Those who have read my work know that I am more into ‘system setting’ than ‘goal setting’, and having experienced the value of the impromptu system that I created, I have now put this into practice with the leaders I work with.
It starts with two columns headed up with the questions:
What do I need to confront?
What do I want to confront?
Study your responses, and put an asterisk next to the two items in each column that most demand your attention. Now ask yourself two more questions:
What am I going to do?
How do I make it happen?
In regard to the final two questions, remember, it is not about doing more, it is about doing different. You will need to make tradeoffs and overcome resistance in its many forms, to make progress and move ‘towards’ a potential outcome.
My reflection on the idea of ‘A Good Life’ using this ‘system’ had a very surprising consequence.
It revealed the importance of creativity to my energy, and even within the constraints of a CEO position, it was always the aspect of the role that I enjoyed most and where I made the greatest impact.
It was the constraints that made the art possible.
When teasing out ideas around “Find a creative space”, I wrote down:
“I like to draw”.
If I was doing this exercise now, it would have soon had an asterisk next to it. I started searching, or it could be better described as confronting both a need and a want, then establishing what I was going to do, and how I would make it happen.
What options were available to people like me trying to determine whether they have an itch, and how do they scratch it?
The next day, and a few tram rides later, I am at the Northern College of the Arts and Technology (NCAT) in Preston, sitting down with the compassionate, straight-talking and gifted art teacher Tracy Paterson, having a conversation I never thought I’d have. Half an hour later, I’d signed up for a 12-month Certificate IV TAFE course called ‘Folio Preparation’.
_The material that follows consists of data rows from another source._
#[derive(Debug, Clone, Copy, PartialEq, Serialize, Deserialize)]
pub struct AlignerConfig {
    pub penalties: Penalties,
    /// Candidates within this distance of the minimum count as tied.
    pub tolerance: f64,
}

impl Default for AlignerConfig {
    fn default() -> Self {
        Self {
            penalties: Penalties::default(),
            tolerance: 1e-9,
        }
    }
}

impl AlignerConfig {
    pub fn validate(&self) -> Result<()> {
        let p = &self.penalties;
        for (name, value) in [
            ("insertion", p.insertion),
            ("deletion", p.deletion),
            ("substitution", p.substitution),
            ("tolerance", self.tolerance),
        ] {
            if !value.is_finite() || value < 0.0 {
                return Err(PhonoError::Config(format!(
                    "{} must be a non-negative number, got {}",
                    name, value
                )));
            }
        }
        Ok(())
    }
}

/// Base cost of comparing segments, before penalties. Must be symmetric.
pub trait SegmentMetric {
    fn substitution(&self, a: &str, b: &str) -> Result<f64>;

    /// Cost of inserting or deleting `segment`.
    fn indel(&self, segment: &str) -> Result<f64>;
}

/// 0 for identical segments, 1 otherwise; every insertion/deletion costs 1.
#[derive(Debug, Clone, Copy, Default)]
pub struct Categorical;

impl SegmentMetric for Categorical {
    fn substitution(&self, a: &str, b: &str) -> Result<f64> {
        Ok(if a == b { 0.0 } else { 1.0 })
    }

    fn indel(&self, _segment: &str) -> Result<f64> {
        Ok(1.0)
    }
}

/// Summed per-feature disagreement over a feature system.
///
/// The boundary symbol reads as an all-unspecified vector.
#[derive(Debug, Clone, Copy)]
pub struct FeatureMetric<'a> {
    system: &'a FeatureSystem,
    costs: FeatureCosts,
}

impl<'a> FeatureMetric<'a> {
    pub fn new(system: &'a FeatureSystem, costs: FeatureCosts) -> Result<Self> {
        costs.validate()?;
        Ok(Self { system, costs })
    }

    fn vector(&self, symbol: &str) -> Result<Option<&'a FeatureVector>> {
        if symbol == BOUNDARY {
            return Ok(None);
        }
        self.system.specify(symbol).map(Some)
    }

    fn value_cost(&self, a: &FeatureValue, b: &FeatureValue) -> f64 {
        if a == b {
            0.0
        } else if a.is_unspecified() || b.is_unspecified() {
            self.costs.underspecification
        } else {
            self.costs.mismatch
        }
    }

    fn compare(&self, a: Option<&FeatureVector>, b: Option<&FeatureVector>) -> f64 {
        static EMPTY: FeatureValue = FeatureValue::Unspecified;
        self.system
            .feature_names
            .iter()
            .map(|name| {
                let va = a.map(|v| feature_of(v, name)).unwrap_or(&EMPTY);
                let vb = b.map(|v| feature_of(v, name)).unwrap_or(&EMPTY);
                self.value_cost(va, vb)
            })
            .sum()
    }
}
On the way home, I rang my wife Cecily to tell her what I’d done, and she said it was the most joy she had heard in my voice for years.
This led to studying Fine Art at the Victorian College of the Arts (VCA) a year later.
At the VCA, I came across the stunning work of sculptor Elizabeth King. In reading about her work, I saw a quote, “Process saves us from the poverty of our intentions”.
It is the constraints that make the art possible.
Elizabeth King’s language is rather theatrical, as is her work, but it spoke to ideas of purpose at a time when I was redefining and redesigning my version of this after thirty years in the AFL, a process that led me to art in the first place. When I read this quote, studying fine art suddenly didn’t seem that different. While the narrative of elite sport is club vs club, or team vs team, for those inside the organisations, it is system vs system, and now I am seeing how it applies to the pure process of creativity – the actual making of art.
It was at the VCA, at a time I was struggling with all of the things artists struggle with, often referred to as the ‘muse’, a mystical creative force more powerful than us, such that I really couldn’t refer to myself as an ‘artist’, a moniker way too highfalutin, an amplification of my day-to-day reality of staring at a blank canvas, and all of its intimidation.
I often felt like this in my previous life, struggling to call myself a leader when my day-to-day experience, reality, and what I was offering, felt unworthy of this tag.
I realised that to create, I needed to design the conditions for creativity.
I thought about the times as a child when I could sit for hours and draw. My only ‘tools’ were my grandfather’s thick, black tradie pencils and butcher paper, and the only thing I was interested in drawing were the footballers who had captured my young imagination. I’d draw pictures of Richmond players taking impossible marks, going all angles, looking more like superheroes than mortals, an accurate representation of my young imagination, inspiration and inventiveness.
They again became my tools.
I wanted to express my Trademark, “Finding Something”, and whilst I am not a fan, the sport that best represents the “Not how you get knocked down, it is how you get up” mantra is boxing, inspired no doubt by watching ‘Rocky’ when I was a kid, still my favourite ever movie.
For the drawings, I deliberately constrained three components:
One subject matter, boxing
Two ‘tools’, butcher paper and a thick Blackwing pencil
Three ‘rounds’ for each drawing, for a total of nine minutes
The drawings are very rough, but they achieved the outcome I sought regarding their expressiveness. I am almost sure this would have been lost if I’d given myself more time, tools, or colours to work with.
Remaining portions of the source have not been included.